TASK BRIEF: Give the listing again in full, matching it character for character.

INPUT DATA:
⟨

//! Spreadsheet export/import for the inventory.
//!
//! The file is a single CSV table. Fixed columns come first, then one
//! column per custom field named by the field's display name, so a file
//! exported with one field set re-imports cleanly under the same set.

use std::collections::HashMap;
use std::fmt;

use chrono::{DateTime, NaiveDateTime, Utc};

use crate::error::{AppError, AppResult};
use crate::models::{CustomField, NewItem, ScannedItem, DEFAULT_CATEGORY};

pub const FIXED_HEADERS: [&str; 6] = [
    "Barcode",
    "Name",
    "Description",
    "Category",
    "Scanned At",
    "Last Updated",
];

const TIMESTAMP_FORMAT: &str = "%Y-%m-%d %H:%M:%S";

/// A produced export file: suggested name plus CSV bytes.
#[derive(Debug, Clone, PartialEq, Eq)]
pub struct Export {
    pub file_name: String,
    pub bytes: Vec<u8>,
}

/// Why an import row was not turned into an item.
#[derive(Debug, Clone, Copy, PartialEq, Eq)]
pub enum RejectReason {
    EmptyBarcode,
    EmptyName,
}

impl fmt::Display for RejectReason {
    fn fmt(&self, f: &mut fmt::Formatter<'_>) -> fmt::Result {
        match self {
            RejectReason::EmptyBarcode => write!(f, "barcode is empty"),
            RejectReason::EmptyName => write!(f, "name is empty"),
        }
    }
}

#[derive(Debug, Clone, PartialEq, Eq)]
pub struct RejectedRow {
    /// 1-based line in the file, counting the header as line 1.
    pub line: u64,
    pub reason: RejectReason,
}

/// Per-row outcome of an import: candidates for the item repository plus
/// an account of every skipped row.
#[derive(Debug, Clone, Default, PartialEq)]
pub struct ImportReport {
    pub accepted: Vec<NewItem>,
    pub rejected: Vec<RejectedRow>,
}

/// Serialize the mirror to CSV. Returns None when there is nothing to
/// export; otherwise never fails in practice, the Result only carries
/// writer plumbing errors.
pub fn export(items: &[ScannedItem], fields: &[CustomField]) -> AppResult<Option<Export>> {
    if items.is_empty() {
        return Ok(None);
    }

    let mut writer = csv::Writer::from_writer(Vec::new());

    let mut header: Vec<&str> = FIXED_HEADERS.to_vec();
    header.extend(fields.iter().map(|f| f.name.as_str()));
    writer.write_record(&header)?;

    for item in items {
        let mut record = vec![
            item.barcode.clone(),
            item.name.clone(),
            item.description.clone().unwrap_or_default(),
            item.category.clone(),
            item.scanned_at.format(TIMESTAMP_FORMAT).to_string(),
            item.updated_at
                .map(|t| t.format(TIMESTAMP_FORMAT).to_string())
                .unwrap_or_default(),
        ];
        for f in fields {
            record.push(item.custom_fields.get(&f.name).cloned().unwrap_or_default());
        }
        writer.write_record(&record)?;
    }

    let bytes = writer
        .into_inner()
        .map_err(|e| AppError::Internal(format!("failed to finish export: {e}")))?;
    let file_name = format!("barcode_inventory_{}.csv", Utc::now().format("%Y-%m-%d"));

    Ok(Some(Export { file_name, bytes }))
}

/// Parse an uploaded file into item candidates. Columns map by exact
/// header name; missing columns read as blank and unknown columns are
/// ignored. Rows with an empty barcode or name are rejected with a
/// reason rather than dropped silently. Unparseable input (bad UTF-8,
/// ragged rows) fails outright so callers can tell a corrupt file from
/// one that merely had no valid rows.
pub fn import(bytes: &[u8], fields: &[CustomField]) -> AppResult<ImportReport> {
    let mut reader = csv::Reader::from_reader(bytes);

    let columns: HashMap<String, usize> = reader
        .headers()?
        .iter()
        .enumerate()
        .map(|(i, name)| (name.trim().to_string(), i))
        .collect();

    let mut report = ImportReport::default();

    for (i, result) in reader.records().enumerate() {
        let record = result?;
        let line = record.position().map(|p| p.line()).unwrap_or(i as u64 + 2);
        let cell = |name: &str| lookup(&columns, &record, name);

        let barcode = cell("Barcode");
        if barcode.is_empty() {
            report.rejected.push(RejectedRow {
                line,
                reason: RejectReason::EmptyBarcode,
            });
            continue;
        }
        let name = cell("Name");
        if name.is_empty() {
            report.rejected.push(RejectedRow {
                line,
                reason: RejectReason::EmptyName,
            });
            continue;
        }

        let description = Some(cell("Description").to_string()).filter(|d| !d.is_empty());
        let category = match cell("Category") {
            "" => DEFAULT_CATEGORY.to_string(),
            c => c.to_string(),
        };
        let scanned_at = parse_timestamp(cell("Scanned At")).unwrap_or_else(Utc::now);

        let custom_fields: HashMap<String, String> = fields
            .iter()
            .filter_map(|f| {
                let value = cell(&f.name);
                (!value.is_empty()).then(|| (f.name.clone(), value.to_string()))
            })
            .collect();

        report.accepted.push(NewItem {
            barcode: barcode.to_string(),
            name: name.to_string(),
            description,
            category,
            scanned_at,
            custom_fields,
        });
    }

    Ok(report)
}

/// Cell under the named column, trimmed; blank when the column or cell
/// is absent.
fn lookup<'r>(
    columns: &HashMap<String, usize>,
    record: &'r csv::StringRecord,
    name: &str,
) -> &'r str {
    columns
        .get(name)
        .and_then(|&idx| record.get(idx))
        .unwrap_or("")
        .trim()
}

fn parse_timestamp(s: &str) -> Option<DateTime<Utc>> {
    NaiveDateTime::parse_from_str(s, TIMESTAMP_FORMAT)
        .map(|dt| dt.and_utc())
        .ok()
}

⟩

ANSWER SECTION:
//! Spreadsheet export/import for the inventory.
//!
//! The file is a single CSV table. Fixed columns come first, then one
//! column per custom field named by the field's display name, so a file
//! exported with one field set re-imports cleanly under the same set.

use std::collections::HashMap;
use std::fmt;

use chrono::{DateTime, NaiveDateTime, Utc};

use crate::error::{AppError, AppResult};
use crate::models::{CustomField, NewItem, ScannedItem, DEFAULT_CATEGORY};

pub const FIXED_HEADERS: [&str; 6] = [
    "Barcode",
    "Name",
    "Description",
    "Category",
    "Scanned At",
    "Last Updated",
];

const TIMESTAMP_FORMAT: &str = "%Y-%m-%d %H:%M:%S";

/// A produced export file: suggested name plus CSV bytes.
#[derive(Debug, Clone, PartialEq, Eq)]
pub struct Export {
    pub file_name: String,
    pub bytes: Vec<u8>,
}

/// Why an import row was not turned into an item.
#[derive(Debug, Clone, Copy, PartialEq, Eq)]
pub enum RejectReason {
    EmptyBarcode,
    EmptyName,
}

impl fmt::Display for RejectReason {
    fn fmt(&self, f: &mut fmt::Formatter<'_>) -> fmt::Result {
        match self {
            RejectReason::EmptyBarcode => write!(f, "barcode is empty"),
            RejectReason::EmptyName => write!(f, "name is empty"),
        }
    }
}

#[derive(Debug, Clone, PartialEq, Eq)]
pub struct RejectedRow {
    /// 1-based line in the file, counting the header as line 1.
    pub line: u64,
    pub reason: RejectReason,
}

/// Per-row outcome of an import: candidates for the item repository plus
/// an account of every skipped row.
#[derive(Debug, Clone, Default, PartialEq)]
pub struct ImportReport {
    pub accepted: Vec<NewItem>,
    pub rejected: Vec<RejectedRow>,
}

/// Serialize the mirror to CSV. Returns None when there is nothing to
/// export; otherwise never fails in practice, the Result only carries
/// writer plumbing errors.
pub fn export(items: &[ScannedItem], fields: &[CustomField]) -> AppResult<Option<Export>> {
    if items.is_empty() {
        return Ok(None);
    }

    let mut writer = csv::Writer::from_writer(Vec::new());

    let mut header: Vec<&str> = FIXED_HEADERS.to_vec();
    header.extend(fields.iter().map(|f| f.name.as_str()));
    writer.write_record(&header)?;

    for item in items {
        let mut record = vec![
            item.barcode.clone(),
            item.name.clone(),
            item.description.clone().unwrap_or_default(),
            item.category.clone(),
            item.scanned_at.format(TIMESTAMP_FORMAT).to_string(),
            item.updated_at
                .map(|t| t.format(TIMESTAMP_FORMAT).to_string())
                .unwrap_or_default(),
        ];
        for f in fields {
            record.push(item.custom_fields.get(&f.name).cloned().unwrap_or_default());
        }
        writer.write_record(&record)?;
    }

    let bytes = writer
        .into_inner()
        .map_err(|e| AppError::Internal(format!("failed to finish export: {e}")))?;
    let file_name = format!("barcode_inventory_{}.csv", Utc::now().format("%Y-%m-%d"));

    Ok(Some(Export { file_name, bytes }))
}

/// Parse an uploaded file into item candidates. Columns map by exact
/// header name; missing columns read as blank and unknown columns are
/// ignored. Rows with an empty barcode or name are rejected with a
/// reason rather than dropped silently. Unparseable input (bad UTF-8,
/// ragged rows) fails outright so callers can tell a corrupt file from
/// one that merely had no valid rows.
pub fn import(bytes: &[u8], fields: &[CustomField]) -> AppResult<ImportReport> {
    let mut reader = csv::Reader::from_reader(bytes);

    let columns: HashMap<String, usize> = reader
        .headers()?
        .iter()
        .enumerate()
        .map(|(i, name)| (name.trim().to_string(), i))
        .collect();

    let mut report = ImportReport::default();

    for (i, result) in reader.records().enumerate() {
        let record = result?;
        let line = record.position().map(|p| p.line()).unwrap_or(i as u64 + 2);
        let cell = |name: &str| lookup(&columns, &record, name);

        let barcode = cell("Barcode");
        if barcode.is_empty() {
            report.rejected.push(RejectedRow {
                line,
                reason: RejectReason::EmptyBarcode,
            });
            continue;
        }
        let name = cell("Name");
        if name.is_empty() {
            report.rejected.push(RejectedRow {
                line,
                reason: RejectReason::EmptyName,
            });
            continue;
        }

        let description = Some(cell("Description").to_string()).filter(|d| !d.is_empty());
        let category = match cell("Category") {
            "" => DEFAULT_CATEGORY.to_string(),
            c => c.to_string(),
        };
        let scanned_at = parse_timestamp(cell("Scanned At")).unwrap_or_else(Utc::now);

        let custom_fields: HashMap<String, String> = fields
            .iter()
            .filter_map(|f| {
                let value = cell(&f.name);
                (!value.is_empty()).then(|| (f.name.clone(), value.to_string()))
            })
            .collect();

        report.accepted.push(NewItem {
            barcode: barcode.to_string(),
            name: name.to_string(),
            description,
            category,
            scanned_at,
            custom_fields,
        });
    }

    Ok(report)
}

/// Cell under the named column, trimmed; blank when the column or cell
/// is absent.
fn lookup<'r>(
    columns: &HashMap<String, usize>,
    record: &'r csv::StringRecord,
    name: &str,
) -> &'r str {
    columns
        .get(name)
        .and_then(|&idx| record.get(idx))
        .unwrap_or("")
        .trim()
}

fn parse_timestamp(s: &str) -> Option<DateTime<Utc>> {
    NaiveDateTime::parse_from_str(s, TIMESTAMP_FORMAT)
        .map(|dt| dt.and_utc())
        .ok()
}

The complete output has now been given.